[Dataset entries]
—————

//! Intent classification through a language model.

use async_trait::async_trait;
use cora_core::response::extract_json_candidate;
use cora_core::{ChatMessage, Domain, LLMProvider, SamplingParams};
use serde::{Deserialize, Serialize};
use std::fmt::Write as _;
use std::sync::Arc;
use thiserror::Error;
use tracing::debug;

/// Structured verdict returned by a classifier.
#[derive(Debug, Clone, PartialEq, Serialize, Deserialize)]
pub struct IntentClassification {
    pub domain: Domain,
    pub is_domain_change: bool,
    /// Between 0.0 and 1.0.
    pub confidence: f32,
    pub reasoning: String,
}

#[derive(Debug, Error)]
pub enum ClassificationError {
    #[error("No JSON object in classifier reply: {0}")]
    MissingJson(String),

    #[error("Malformed classifier reply: {0}")]
    Malformed(#[from] serde_json::Error),

    #[error("Confidence out of range: {0}")]
    ConfidenceOutOfRange(f32),
}

#[async_trait]
pub trait IntentClassifier: Send + Sync {
    /// Classify `user_message` given the session's current domain.
    async fn classify(
        &self,
        current_domain: Domain,
        user_message: &str,
        chat_history: Option<&str>,
    ) -> anyhow::Result<IntentClassification>;
}

#[async_trait]
impl<T: IntentClassifier + ?Sized> IntentClassifier for Arc<T> {
    async fn classify(
        &self,
        current_domain: Domain,
        user_message: &str,
        chat_history: Option<&str>,
    ) -> anyhow::Result<IntentClassification> {
        (**self)
            .classify(current_domain, user_message, chat_history)
            .await
    }
}

/// Render the classification prompt.
#[must_use]
pub fn build_classifier_prompt(
    current_domain: Domain,
    user_message: &str,
    chat_history: Option<&str>,
) -> String {
    let mut prompt =
        String::from("You are an intent classifier for Zava shopping assistant.\n\nAvailable domains:\n");
    for (i, domain) in Domain::ALL.iter().enumerate() {
        let _ = writeln!(prompt, "{}. {}: {}", i + 1, domain, domain.description());
    }

    prompt.push_str(
        "\nAnalyze the user's message and determine:\n\
         1. Which domain it belongs to\n\
         2. Whether it's a domain change from the current context\n\n",
    );

    if let Some(history) = chat_history.filter(|h| !h.trim().is_empty()) {
        let _ = write!(prompt, "Recent conversation:\n{history}\n\n");
    }

    let choices = Domain::ALL.map(Domain::as_str).join("|");
    let _ = write!(
        prompt,
        "Current domain: {current_domain}\n\
         User message: {user_message}\n\n\
         Respond with JSON:\n\
         {{\n    \"domain\": \"{choices}\",\n    \"is_domain_change\": true|false,\n    \
         \"confidence\": 0.0-1.0,\n    \"reasoning\": \"brief explanation\"\n}}\n\n\
         Rules:\n\
         - If user mentions \"cart\", \"add to cart\", \"remove from cart\", \"checkout\", \"view cart\" -> cart_manager domain\n\
         - If uncertain, default to current domain with low confidence\n\
         - Detect explicit requests to \"talk to someone else\" or \"get help with X\" as domain changes\n\
         - Consider context: if discussing design, stay in interior_designer unless user explicitly changes topic\n\
         - Default to 'cora' for general/ambiguous queries\n"
    );

    prompt
}

/// Read a classifier reply, tolerating prose or code fences around the JSON.
pub fn parse_classification(reply: &str) -> Result<IntentClassification, ClassificationError> {
    let candidate = extract_json_candidate(reply)
        .ok_or_else(|| ClassificationError::MissingJson(reply.to_string()))?;
    let intent: IntentClassification = serde_json::from_str(candidate)?;

    if !(0.0..=1.0).contains(&intent.confidence) {
        return Err(ClassificationError::ConfidenceOutOfRange(intent.confidence));
    }

    Ok(intent)
}

/// Classifier backed by a single chat-completion call in JSON mode.
pub struct LlmIntentClassifier<P = Arc<dyn LLMProvider>>
where
    P: Send + Sync,
{
    provider: P,
    model: String,
}

impl<P> LlmIntentClassifier<P>
where
    P: LLMProvider + Send + Sync,
{
    pub const fn new(provider: P, model: String) -> Self {
        Self { provider, model }
    }

    #[must_use]
    pub fn model(&self) -> &str {
        &self.model
    }
}

#[async_trait]
impl<P> IntentClassifier for LlmIntentClassifier<P>
where
    P: LLMProvider + Send + Sync,
{
    async fn classify(
        &self,
        current_domain: Domain,
        user_message: &str,
        chat_history: Option<&str>,
    ) -> anyhow::Result<IntentClassification> {
        let prompt = build_classifier_prompt(current_domain, user_message, chat_history);
        let messages = [ChatMessage::user(prompt)];
        let params = SamplingParams::default().json();

        let response = self.provider.chat(&messages, &self.model, &params).await?;
        debug!("Classifier reply: {}", response.content);

        Ok(parse_classification(&response.content)?)
    }
}

#[cfg(test)]
mod tests {
    use super::*;
    use cora_core::{LLMResponse, Role};
    use std::sync::Mutex;

    #[test]
    fn prompt_lists_domains_and_context() {
        let prompt = build_classifier_prompt(Domain::InteriorDesigner, "add the lamp", None);
        for domain in Domain::ALL {
            assert!(prompt.contains(domain.as_str()));
        }
        assert!(prompt.contains("Current domain: interior_designer"));
        assert!(prompt.contains("User message: add the lamp"));
        assert!(prompt.contains("\"is_domain_change\": true|false"));
        assert!(!prompt.contains("Recent conversation"));
    }

    #[test]
    fn prompt_includes_history_when_present() {
        let prompt = build_classifier_prompt(Domain::Cora, "hi", Some("user: hello\nbot: hey"));
        assert!(prompt.contains("Recent conversation:\nuser: hello\nbot: hey"));

        let blank = build_classifier_prompt(Domain::Cora, "hi", Some("  "));
        assert!(!blank.contains("Recent conversation"));
    }

    #[test]
    fn parses_fenced_reply() {
        let reply = "```json\n{\"domain\":\"cart_manager\",\"is_domain_change\":true,\"confidence\":0.9,\"reasoning\":\"cart\"}\n```";
        let intent = parse_classification(reply).unwrap();
        assert_eq!(intent.domain, Domain::CartManager);
        assert!(intent.is_domain_change);
        assert!((intent.confidence - 0.9).abs() < f32::EPSILON);
    }

    #[test]
    fn rejects_unknown_domain() {
        let reply = r#"{"domain":"florist","is_domain_change":true,"confidence":0.9,"reasoning":"x"}"#;
        assert!(matches!(
            parse_classification(reply),
            Err(ClassificationError::Malformed(_))
        ));
    }

    #[test]
    fn rejects_confidence_out_of_range() {
        let reply = r#"{"domain":"cora","is_domain_change":false,"confidence":1.5,"reasoning":"x"}"#;
        assert!(matches!(
            parse_classification(reply),
            Err(ClassificationError::ConfidenceOutOfRange(_))
        ));
    }

    #[test]
    fn rejects_prose() {
        assert!(matches!(
            parse_classification("I think cart_manager"),
            Err(ClassificationError::MissingJson(_))
        ));
    }

    struct Scripted {
        reply: String,
        seen: Mutex<Vec<(String, SamplingParams, Vec<ChatMessage>)>>,
    }

    #[async_trait]
    impl LLMProvider for Scripted {
        async fn chat(
            &self,
            messages: &[ChatMessage],
            model: &str,
            params: &SamplingParams,
        ) -> anyhow::Result<LLMResponse> {
            self.seen
                .lock()
                .unwrap()
                .push((model.to_string(), params.clone(), messages.to_vec()));
            Ok(LLMResponse {
                content: self.reply.clone(),
                usage: None,
            })
        }

        fn get_default_model(&self) -> &'static str {
            "scripted"
        }
    }

    #[tokio::test]
    async fn llm_classifier_sends_json_mode_prompt() {
        let provider = Arc::new(Scripted {
            reply: r#"{"domain":"customer_loyalty","is_domain_change":true,"confidence":0.8,"reasoning":"discount"}"#.to_string(),
            seen: Mutex::new(Vec::new()),
        });
        let classifier = LlmIntentClassifier::new(provider.clone(), "gpt-4o-mini".to_string());

        let intent = classifier
            .classify(Domain::Cora, "any discounts?", None)
            .await
            .unwrap();
        assert_eq!(intent.domain, Domain::CustomerLoyalty);

        let seen = provider.seen.lock().unwrap();
        let (model, params, messages) = &seen[0];
        assert_eq!(model, "gpt-4o-mini");
        assert!(params.json_mode);
        assert_eq!(messages[0].role, Role::User);
        assert!(messages[0].content.contains("User message: any discounts?"));
    }
}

—————

* Your task *
The response must consist solely of the lines from the top of the records through the line holding "#[derive(Debug, Clone, PartialEq, Serialize, Deserialize)]", copied word for word.

* Response to this exercise *
//! Intent classification through a language model.

use async_trait::async_trait;
use cora_core::response::extract_json_candidate;
use cora_core::{ChatMessage, Domain, LLMProvider, SamplingParams};
use serde::{Deserialize, Serialize};
use std::fmt::Write as _;
use std::sync::Arc;
use thiserror::Error;
use tracing::debug;

/// Structured verdict returned by a classifier.
#[derive(Debug, Clone, PartialEq, Serialize, Deserialize)]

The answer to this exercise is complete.